[Stored data]

:::::

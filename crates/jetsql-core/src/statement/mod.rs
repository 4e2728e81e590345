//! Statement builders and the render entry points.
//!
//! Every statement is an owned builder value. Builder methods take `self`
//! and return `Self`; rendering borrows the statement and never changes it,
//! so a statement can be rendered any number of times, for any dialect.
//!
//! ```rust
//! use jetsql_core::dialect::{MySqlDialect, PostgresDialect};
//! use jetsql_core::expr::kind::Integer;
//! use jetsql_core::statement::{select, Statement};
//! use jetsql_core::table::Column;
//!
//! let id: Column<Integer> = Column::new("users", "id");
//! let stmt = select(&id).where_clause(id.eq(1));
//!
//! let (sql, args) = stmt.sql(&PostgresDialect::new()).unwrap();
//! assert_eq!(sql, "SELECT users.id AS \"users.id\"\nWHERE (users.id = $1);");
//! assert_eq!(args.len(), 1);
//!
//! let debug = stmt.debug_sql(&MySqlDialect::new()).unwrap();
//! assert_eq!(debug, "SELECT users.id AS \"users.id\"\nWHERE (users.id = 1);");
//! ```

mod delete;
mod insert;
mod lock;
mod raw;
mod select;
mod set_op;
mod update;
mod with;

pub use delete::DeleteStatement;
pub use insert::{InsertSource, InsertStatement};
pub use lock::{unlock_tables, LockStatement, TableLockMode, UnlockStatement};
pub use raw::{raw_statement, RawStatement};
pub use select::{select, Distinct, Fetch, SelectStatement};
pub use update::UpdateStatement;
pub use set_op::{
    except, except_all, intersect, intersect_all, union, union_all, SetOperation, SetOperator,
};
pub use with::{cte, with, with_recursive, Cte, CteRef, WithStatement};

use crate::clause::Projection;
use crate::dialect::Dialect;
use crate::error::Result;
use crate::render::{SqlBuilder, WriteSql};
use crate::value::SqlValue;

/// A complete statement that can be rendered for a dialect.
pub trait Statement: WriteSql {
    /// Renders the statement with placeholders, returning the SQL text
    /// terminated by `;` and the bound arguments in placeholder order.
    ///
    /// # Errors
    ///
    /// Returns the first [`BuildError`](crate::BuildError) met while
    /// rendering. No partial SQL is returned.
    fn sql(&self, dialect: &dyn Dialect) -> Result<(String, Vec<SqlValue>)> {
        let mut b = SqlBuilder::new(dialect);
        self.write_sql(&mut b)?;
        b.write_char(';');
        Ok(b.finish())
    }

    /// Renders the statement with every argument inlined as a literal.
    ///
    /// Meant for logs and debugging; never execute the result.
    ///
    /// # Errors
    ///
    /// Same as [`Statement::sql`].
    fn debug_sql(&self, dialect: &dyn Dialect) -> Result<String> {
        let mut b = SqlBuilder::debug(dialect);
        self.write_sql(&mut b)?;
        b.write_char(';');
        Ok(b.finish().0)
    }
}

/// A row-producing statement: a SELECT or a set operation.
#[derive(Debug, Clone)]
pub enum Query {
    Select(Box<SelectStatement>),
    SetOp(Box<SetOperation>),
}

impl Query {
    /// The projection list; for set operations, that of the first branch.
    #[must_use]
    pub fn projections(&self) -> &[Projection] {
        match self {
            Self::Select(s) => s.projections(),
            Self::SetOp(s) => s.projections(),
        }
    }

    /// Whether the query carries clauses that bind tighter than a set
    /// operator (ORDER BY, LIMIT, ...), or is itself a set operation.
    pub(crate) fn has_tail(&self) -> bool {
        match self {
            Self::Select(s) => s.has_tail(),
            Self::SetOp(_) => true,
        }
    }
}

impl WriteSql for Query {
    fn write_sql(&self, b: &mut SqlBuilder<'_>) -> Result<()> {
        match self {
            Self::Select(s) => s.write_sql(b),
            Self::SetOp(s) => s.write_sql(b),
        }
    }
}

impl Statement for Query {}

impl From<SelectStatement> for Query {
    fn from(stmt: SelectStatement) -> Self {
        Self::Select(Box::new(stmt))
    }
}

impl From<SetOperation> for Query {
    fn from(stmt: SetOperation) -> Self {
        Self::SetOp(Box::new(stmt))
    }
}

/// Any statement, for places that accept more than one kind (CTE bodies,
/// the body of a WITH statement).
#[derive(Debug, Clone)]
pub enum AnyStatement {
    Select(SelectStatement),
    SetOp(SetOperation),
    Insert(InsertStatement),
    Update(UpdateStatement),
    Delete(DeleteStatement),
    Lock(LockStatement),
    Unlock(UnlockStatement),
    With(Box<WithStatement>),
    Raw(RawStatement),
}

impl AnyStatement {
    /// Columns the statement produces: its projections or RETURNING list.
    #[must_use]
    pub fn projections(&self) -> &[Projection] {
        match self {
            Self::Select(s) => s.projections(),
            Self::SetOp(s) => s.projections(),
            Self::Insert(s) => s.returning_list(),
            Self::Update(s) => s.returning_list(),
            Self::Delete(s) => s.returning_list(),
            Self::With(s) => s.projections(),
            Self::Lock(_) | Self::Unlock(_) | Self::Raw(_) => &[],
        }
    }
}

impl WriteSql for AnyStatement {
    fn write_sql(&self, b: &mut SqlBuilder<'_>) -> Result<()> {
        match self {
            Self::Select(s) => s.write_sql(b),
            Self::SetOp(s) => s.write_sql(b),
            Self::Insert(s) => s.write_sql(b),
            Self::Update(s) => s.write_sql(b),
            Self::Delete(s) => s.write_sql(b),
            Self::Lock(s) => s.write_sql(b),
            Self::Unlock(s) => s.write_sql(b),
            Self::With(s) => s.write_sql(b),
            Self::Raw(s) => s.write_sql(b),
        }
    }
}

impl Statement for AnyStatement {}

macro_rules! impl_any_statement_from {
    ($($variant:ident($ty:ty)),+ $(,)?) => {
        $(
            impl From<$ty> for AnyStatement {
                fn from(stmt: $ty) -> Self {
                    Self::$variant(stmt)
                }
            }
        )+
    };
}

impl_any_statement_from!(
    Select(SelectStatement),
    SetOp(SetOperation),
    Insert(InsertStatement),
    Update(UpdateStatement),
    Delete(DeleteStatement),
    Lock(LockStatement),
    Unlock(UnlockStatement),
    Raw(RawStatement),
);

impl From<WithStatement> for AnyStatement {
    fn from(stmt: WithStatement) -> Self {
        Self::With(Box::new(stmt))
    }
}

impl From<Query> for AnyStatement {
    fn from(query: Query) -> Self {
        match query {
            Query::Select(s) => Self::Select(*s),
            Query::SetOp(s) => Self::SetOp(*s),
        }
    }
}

:::::

The string "stmt" marks the lines to copy; report each of them from the data above.

== COMPLETED TASK ==
//! let stmt = select(&id).where_clause(id.eq(1));
//! let (sql, args) = stmt.sql(&PostgresDialect::new()).unwrap();
//! let debug = stmt.debug_sql(&MySqlDialect::new()).unwrap();
    fn from(stmt: SelectStatement) -> Self {
        Self::Select(Box::new(stmt))
    fn from(stmt: SetOperation) -> Self {
        Self::SetOp(Box::new(stmt))
                fn from(stmt: $ty) -> Self {
                    Self::$variant(stmt)
    fn from(stmt: WithStatement) -> Self {
        Self::With(Box::new(stmt))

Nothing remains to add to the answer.